**DIRECTIONS**
What you give back should be exactly the opening lines of the data, ending with the line that contains "never blocks; it" and including it.

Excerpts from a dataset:
----

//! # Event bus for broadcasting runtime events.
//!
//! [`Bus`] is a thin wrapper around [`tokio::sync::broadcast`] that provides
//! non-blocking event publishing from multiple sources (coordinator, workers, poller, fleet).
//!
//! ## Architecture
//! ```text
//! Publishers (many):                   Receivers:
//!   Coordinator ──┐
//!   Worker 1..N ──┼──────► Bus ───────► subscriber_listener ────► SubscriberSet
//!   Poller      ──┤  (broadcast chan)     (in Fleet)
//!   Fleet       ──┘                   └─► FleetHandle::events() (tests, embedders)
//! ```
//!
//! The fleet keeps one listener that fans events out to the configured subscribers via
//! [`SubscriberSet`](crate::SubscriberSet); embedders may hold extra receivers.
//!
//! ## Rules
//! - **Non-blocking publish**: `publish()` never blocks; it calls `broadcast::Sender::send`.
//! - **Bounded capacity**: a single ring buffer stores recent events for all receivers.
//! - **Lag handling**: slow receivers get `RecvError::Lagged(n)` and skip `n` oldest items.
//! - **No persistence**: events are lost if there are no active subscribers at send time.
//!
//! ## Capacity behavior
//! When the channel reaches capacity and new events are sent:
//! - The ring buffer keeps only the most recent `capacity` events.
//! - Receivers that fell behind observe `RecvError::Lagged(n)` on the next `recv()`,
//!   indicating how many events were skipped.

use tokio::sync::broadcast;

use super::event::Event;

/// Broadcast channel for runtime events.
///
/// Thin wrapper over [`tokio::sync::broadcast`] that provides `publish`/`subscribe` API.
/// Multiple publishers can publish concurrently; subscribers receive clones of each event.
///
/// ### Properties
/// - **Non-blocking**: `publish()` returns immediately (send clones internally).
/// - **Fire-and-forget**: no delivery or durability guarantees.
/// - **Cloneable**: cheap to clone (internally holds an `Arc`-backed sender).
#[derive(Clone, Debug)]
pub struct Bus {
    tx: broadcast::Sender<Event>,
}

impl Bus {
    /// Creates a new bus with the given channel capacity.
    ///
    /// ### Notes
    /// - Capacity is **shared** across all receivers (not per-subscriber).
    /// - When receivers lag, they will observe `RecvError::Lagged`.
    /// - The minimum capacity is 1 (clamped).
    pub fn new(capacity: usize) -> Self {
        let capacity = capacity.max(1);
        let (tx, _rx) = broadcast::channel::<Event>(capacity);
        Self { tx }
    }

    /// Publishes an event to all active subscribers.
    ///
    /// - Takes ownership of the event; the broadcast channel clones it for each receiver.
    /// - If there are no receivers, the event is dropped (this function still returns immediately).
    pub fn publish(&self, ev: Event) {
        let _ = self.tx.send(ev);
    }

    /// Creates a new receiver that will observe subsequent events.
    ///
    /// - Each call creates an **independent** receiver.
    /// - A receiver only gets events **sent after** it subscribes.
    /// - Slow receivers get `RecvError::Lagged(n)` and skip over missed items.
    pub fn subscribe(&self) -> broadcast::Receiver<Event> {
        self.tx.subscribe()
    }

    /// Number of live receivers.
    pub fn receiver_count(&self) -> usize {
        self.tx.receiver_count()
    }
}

----

**TASK RESPONSE**
//! # Event bus for broadcasting runtime events.
//!
//! [`Bus`] is a thin wrapper around [`tokio::sync::broadcast`] that provides
//! non-blocking event publishing from multiple sources (coordinator, workers, poller, fleet).
//!
//! ## Architecture
//! ```text
//! Publishers (many):                   Receivers:
//!   Coordinator ──┐
//!   Worker 1..N ──┼──────► Bus ───────► subscriber_listener ────► SubscriberSet
//!   Poller      ──┤  (broadcast chan)     (in Fleet)
//!   Fleet       ──┘                   └─► FleetHandle::events() (tests, embedders)
//! ```
//!
//! The fleet keeps one listener that fans events out to the configured subscribers via
//! [`SubscriberSet`](crate::SubscriberSet); embedders may hold extra receivers.
//!
//! ## Rules
//! - **Non-blocking publish**: `publish()` never blocks; it calls `broadcast::Sender::send`.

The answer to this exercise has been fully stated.